[Opening Information given section]
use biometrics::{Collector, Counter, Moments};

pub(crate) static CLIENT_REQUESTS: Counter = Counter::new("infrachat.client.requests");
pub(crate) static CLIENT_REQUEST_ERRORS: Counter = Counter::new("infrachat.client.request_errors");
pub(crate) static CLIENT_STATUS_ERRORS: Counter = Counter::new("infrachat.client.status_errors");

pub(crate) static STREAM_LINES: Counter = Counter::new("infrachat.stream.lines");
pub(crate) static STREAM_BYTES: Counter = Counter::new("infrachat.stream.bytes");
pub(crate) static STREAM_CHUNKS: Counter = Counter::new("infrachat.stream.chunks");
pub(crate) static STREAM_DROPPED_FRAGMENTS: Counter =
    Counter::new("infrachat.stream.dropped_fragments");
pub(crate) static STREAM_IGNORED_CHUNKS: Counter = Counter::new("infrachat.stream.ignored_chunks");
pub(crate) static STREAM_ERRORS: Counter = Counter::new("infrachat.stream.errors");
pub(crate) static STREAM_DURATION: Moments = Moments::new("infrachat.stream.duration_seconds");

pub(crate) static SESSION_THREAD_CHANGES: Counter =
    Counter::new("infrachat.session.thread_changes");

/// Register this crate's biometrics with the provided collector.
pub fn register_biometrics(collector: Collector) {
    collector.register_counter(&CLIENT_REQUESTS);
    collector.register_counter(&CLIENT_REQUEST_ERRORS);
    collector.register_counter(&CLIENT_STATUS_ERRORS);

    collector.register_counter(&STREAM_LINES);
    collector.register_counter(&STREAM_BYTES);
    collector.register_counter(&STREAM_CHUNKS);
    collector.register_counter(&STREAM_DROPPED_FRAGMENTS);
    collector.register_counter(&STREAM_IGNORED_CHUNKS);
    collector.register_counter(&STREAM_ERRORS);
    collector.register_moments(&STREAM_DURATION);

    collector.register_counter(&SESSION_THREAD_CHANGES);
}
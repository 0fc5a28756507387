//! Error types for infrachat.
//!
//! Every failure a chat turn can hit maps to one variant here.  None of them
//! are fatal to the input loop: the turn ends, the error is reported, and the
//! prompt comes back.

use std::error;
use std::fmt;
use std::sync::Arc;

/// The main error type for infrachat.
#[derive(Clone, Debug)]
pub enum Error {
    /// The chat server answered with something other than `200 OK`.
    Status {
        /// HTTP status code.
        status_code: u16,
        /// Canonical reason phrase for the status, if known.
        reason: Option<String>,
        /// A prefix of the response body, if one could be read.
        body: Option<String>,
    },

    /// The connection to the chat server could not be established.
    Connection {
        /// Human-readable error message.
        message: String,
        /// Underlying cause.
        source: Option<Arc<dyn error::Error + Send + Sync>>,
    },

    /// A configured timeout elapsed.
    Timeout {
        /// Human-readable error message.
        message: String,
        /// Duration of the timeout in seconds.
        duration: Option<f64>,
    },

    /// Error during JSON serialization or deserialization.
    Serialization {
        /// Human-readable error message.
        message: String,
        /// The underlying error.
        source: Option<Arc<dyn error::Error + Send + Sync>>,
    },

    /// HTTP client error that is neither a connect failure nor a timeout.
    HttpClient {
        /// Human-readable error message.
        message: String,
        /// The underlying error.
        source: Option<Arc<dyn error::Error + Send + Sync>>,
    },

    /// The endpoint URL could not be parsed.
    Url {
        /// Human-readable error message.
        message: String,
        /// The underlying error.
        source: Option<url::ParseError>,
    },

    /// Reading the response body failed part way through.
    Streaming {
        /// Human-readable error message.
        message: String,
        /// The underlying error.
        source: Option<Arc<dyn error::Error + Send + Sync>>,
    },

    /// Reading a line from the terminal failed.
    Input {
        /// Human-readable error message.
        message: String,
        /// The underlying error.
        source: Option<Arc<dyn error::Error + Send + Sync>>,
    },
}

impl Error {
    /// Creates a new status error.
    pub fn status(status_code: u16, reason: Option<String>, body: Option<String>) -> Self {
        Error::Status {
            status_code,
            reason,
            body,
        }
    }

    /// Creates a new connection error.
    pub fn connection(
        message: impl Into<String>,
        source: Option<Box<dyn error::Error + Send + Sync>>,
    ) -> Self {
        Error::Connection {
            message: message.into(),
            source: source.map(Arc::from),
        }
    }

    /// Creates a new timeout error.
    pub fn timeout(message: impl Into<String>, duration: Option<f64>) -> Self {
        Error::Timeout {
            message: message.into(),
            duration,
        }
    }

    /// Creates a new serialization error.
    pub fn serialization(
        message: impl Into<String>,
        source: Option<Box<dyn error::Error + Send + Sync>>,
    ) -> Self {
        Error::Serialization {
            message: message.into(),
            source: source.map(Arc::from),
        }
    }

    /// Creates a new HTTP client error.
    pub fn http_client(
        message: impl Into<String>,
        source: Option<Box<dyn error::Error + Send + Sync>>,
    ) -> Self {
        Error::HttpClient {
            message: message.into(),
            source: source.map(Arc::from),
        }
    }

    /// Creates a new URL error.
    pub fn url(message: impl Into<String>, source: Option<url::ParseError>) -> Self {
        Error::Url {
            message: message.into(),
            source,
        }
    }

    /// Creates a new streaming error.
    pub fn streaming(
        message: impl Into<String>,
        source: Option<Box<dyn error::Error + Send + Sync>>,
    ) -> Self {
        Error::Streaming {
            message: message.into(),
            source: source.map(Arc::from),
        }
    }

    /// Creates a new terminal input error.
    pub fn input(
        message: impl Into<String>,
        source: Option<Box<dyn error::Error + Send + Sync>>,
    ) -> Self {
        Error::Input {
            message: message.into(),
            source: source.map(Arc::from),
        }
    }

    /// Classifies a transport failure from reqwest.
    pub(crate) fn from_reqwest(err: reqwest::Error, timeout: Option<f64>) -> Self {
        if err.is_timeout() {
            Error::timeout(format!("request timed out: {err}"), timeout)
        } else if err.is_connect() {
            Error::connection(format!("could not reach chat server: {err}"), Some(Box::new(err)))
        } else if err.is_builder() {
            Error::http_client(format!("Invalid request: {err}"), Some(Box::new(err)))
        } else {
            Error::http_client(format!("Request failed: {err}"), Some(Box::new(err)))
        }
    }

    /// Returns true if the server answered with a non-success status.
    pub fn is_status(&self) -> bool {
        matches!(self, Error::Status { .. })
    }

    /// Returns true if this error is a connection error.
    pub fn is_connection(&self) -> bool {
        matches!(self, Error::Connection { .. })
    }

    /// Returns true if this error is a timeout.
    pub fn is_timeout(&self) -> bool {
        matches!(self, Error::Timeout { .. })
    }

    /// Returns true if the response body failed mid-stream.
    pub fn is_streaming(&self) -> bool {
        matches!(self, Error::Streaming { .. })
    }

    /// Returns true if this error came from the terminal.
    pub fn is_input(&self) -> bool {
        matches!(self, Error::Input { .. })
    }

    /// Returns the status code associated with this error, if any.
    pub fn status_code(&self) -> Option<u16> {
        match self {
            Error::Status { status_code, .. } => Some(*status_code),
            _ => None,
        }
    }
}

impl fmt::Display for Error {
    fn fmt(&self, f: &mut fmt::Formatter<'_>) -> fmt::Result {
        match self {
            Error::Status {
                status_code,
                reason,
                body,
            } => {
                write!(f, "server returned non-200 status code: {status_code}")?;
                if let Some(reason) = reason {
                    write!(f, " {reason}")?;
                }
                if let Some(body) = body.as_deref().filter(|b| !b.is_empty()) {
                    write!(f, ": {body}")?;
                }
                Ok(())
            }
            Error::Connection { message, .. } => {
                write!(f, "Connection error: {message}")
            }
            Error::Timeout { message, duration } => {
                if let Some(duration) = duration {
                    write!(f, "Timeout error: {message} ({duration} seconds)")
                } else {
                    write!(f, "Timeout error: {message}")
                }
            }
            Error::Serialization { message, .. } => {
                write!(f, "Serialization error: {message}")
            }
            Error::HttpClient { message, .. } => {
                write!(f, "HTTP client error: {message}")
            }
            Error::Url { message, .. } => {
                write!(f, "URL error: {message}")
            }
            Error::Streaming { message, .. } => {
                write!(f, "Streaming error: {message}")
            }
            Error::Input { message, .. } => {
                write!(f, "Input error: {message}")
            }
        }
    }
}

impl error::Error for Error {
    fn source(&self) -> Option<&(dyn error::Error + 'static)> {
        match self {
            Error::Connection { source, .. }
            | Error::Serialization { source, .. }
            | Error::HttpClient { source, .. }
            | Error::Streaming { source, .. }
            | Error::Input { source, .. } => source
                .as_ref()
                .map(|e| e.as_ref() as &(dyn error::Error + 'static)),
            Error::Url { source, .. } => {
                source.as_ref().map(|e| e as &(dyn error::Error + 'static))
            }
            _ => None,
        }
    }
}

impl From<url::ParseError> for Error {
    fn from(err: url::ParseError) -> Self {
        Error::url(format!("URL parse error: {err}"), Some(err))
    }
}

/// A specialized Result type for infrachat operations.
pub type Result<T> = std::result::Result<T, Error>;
[Closing Information given section]
◆ **Work to complete**
Write out the records exactly, starting at the first line and stopping after the line that contains "pub(crate) static SESSION_THREAD_CHANGES: Counter".

◆ **Reply**
use biometrics::{Collector, Counter, Moments};

pub(crate) static CLIENT_REQUESTS: Counter = Counter::new("infrachat.client.requests");
pub(crate) static CLIENT_REQUEST_ERRORS: Counter = Counter::new("infrachat.client.request_errors");
pub(crate) static CLIENT_STATUS_ERRORS: Counter = Counter::new("infrachat.client.status_errors");

pub(crate) static STREAM_LINES: Counter = Counter::new("infrachat.stream.lines");
pub(crate) static STREAM_BYTES: Counter = Counter::new("infrachat.stream.bytes");
pub(crate) static STREAM_CHUNKS: Counter = Counter::new("infrachat.stream.chunks");
pub(crate) static STREAM_DROPPED_FRAGMENTS: Counter =
    Counter::new("infrachat.stream.dropped_fragments");
pub(crate) static STREAM_IGNORED_CHUNKS: Counter = Counter::new("infrachat.stream.ignored_chunks");
pub(crate) static STREAM_ERRORS: Counter = Counter::new("infrachat.stream.errors");
pub(crate) static STREAM_DURATION: Moments = Moments::new("infrachat.stream.duration_seconds");

pub(crate) static SESSION_THREAD_CHANGES: Counter =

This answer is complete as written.